Bochica, Gründerheros der Stadt Chibcha in Kolumbien. Er soll aus dem Osten in das Land gekommen sein und als bärtiger Weiser die dort ansässigen Menschen die Gesetze der Moral und Zivilisation sowie handwerkliche Künste gelehrt haben. Eine Frau namens Chi widersetzte sich jedoch und wurde von B. daraufhin in eine Eule verwandelt. Doch selbst in dieser Gestalt war sie dem Gott > Chibchachum noch behilflich, die Erde zu überfluten.
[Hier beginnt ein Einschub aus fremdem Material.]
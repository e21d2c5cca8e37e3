//! Rules engine: binds an accepted intent to an ordered list of suggested
//! actions and validates each against the action registry.
//!
//! Unvalidated actions stay in `suggested_actions` for traceability but
//! are never returned by [`RulesOutcome::actionable`].

use serde::{Deserialize, Serialize};
use tracing::debug;

use crate::patterns::{ActionRuleDef, CompiledLibrary};

pub mod registry;

pub use registry::{ActionDescriptor, ActionRegistry, RegistryError, StaticActionRegistry};

/// An action offered for an intent.
#[derive(Debug, Clone, PartialEq, Eq, Serialize, Deserialize)]
#[serde(rename_all = "camelCase")]
pub struct SuggestedAction {
    /// Registry key.
    pub action_id: String,
    /// Label; the registry's when registered.
    pub display_name: String,
    /// Headline action.
    pub is_primary: bool,
    /// Ordering, lower first.
    pub priority: u32,
    /// Endpoint the rule expects.
    pub endpoint: String,
}

/// A suggested action plus its registry check.
#[derive(Debug, Clone, PartialEq, Eq, Serialize, Deserialize)]
#[serde(rename_all = "camelCase")]
pub struct ActionValidation {
    /// The action checked.
    #[serde(flatten)]
    pub action: SuggestedAction,
    /// Registered, with the same endpoint.
    pub endpoint_exists: bool,
}

/// Rules engine output.
#[derive(Debug, Clone, PartialEq, Eq, Serialize, Deserialize)]
#[serde(rename_all = "camelCase")]
pub struct RulesOutcome {
    /// Whether an intent-to-action mapping exists.
    pub matched_rule: bool,
    /// Actions in display order, validated or not.
    pub suggested_actions: Vec<SuggestedAction>,
    /// Registry check per suggested action, same order.
    pub action_validation: Vec<ActionValidation>,
    /// Required entities the message lacks.
    pub missing_required_entities: Vec<String>,
    /// A rule matched but entities are missing.
    pub degraded: bool,
    /// Degraded and the rule withholds its actions.
    pub suppressed: bool,
    /// What happened, for the trace.
    pub reasoning: String,
}

impl RulesOutcome {
    fn unmatched(reasoning: String, missing: &[String]) -> Self {
        Self {
            matched_rule: false,
            suggested_actions: Vec::new(),
            action_validation: Vec::new(),
            missing_required_entities: missing.to_vec(),
            degraded: false,
            suppressed: false,
            reasoning,
        }
    }

    /// Validated actions safe to show, in order. Empty when suppressed.
    pub fn actionable(&self) -> Vec<&SuggestedAction> {
        if self.suppressed {
            return Vec::new();
        }
        self.action_validation
            .iter()
            .filter(|v| v.endpoint_exists)
            .map(|v| &v.action)
            .collect()
    }

    /// First actionable primary action.
    pub fn primary_action(&self) -> Option<&SuggestedAction> {
        self.actionable().into_iter().find(|a| a.is_primary)
    }
}

/// Rules engine over one library and registry.
#[derive(Clone, Copy)]
pub struct RulesEngine<'a> {
    library: &'a CompiledLibrary,
    registry: &'a dyn ActionRegistry,
}

impl std::fmt::Debug for RulesEngine<'_> {
    fn fmt(&self, f: &mut std::fmt::Formatter<'_>) -> std::fmt::Result {
        f.debug_struct("RulesEngine")
            .field("library", &self.library.version)
            .finish_non_exhaustive()
    }
}

impl<'a> RulesEngine<'a> {
    /// Engine using `library`'s rules and `registry` for validation.
    pub fn new(library: &'a CompiledLibrary, registry: &'a dyn ActionRegistry) -> Self {
        Self { library, registry }
    }

    /// Bind `intent` to actions. `intent` is `None` when no intent met the
    /// minimum confidence.
    pub fn evaluate(&self, intent: Option<&str>, missing_required: &[String]) -> RulesOutcome {
        let Some(intent) = intent else {
            return RulesOutcome::unmatched(
                "no intent met minimum confidence".to_owned(),
                missing_required,
            );
        };
        let Some(rule) = self.library.rule_for(intent) else {
            return RulesOutcome::unmatched(format!("no rule for intent {intent}"), missing_required);
        };

        let mut defs: Vec<&ActionRuleDef> = rule.actions.iter().collect();
        defs.sort_by(|a, b| {
            b.is_primary
                .cmp(&a.is_primary)
                .then(a.priority.cmp(&b.priority))
        });

        let action_validation: Vec<ActionValidation> =
            defs.into_iter().map(|def| self.validate(def)).collect();
        let suggested_actions: Vec<SuggestedAction> =
            action_validation.iter().map(|v| v.action.clone()).collect();

        let degraded = !missing_required.is_empty();
        let suppressed = degraded && rule.suppress_when_degraded;
        let validated = action_validation.iter().filter(|v| v.endpoint_exists).count();

        let mut reasoning = format!(
            "rule {intent} matched: {} action(s), {validated} validated",
            suggested_actions.len()
        );
        let unknown: Vec<&str> = action_validation
            .iter()
            .filter(|v| !v.endpoint_exists)
            .map(|v| v.action.action_id.as_str())
            .collect();
        if !unknown.is_empty() {
            reasoning.push_str(&format!("; unregistered: {}", unknown.join(", ")));
        }
        if degraded {
            reasoning.push_str(&format!("; missing {}", missing_required.join(", ")));
        }
        if suppressed {
            reasoning.push_str("; actions withheld");
        }

        debug!(
            intent,
            actions = suggested_actions.len(),
            validated,
            degraded,
            suppressed,
            "rules evaluated"
        );

        RulesOutcome {
            matched_rule: true,
            suggested_actions,
            action_validation,
            missing_required_entities: missing_required.to_vec(),
            degraded,
            suppressed,
            reasoning,
        }
    }

    fn validate(&self, def: &ActionRuleDef) -> ActionValidation {
        let registered = self.registry.get(&def.action_id);
        let endpoint_exists = registered.is_some_and(|r| r.endpoint == def.endpoint);
        let display_name = registered
            .map(|r| r.display_name.clone())
            .unwrap_or_else(|| def.display_name.clone());
        ActionValidation {
            action: SuggestedAction {
                action_id: def.action_id.clone(),
                display_name,
                is_primary: def.is_primary,
                priority: def.priority,
                endpoint: def.endpoint.clone(),
            },
            endpoint_exists,
        }
    }
}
Da erschien B., schnitt mit seinem goldenen Stab eine Schneise in die Felsen und bahnte so einen Weg für die ins Tal fließenden Wasser – berühmt geworden als Tequendama-Wasserfall südwestlich von Bogotá. Als B., nachdem er noch den Kalender geordnet hatte, das Land in Richtung Westen wieder verließ, hinterließ er im Gestein noch seine Fußspuren.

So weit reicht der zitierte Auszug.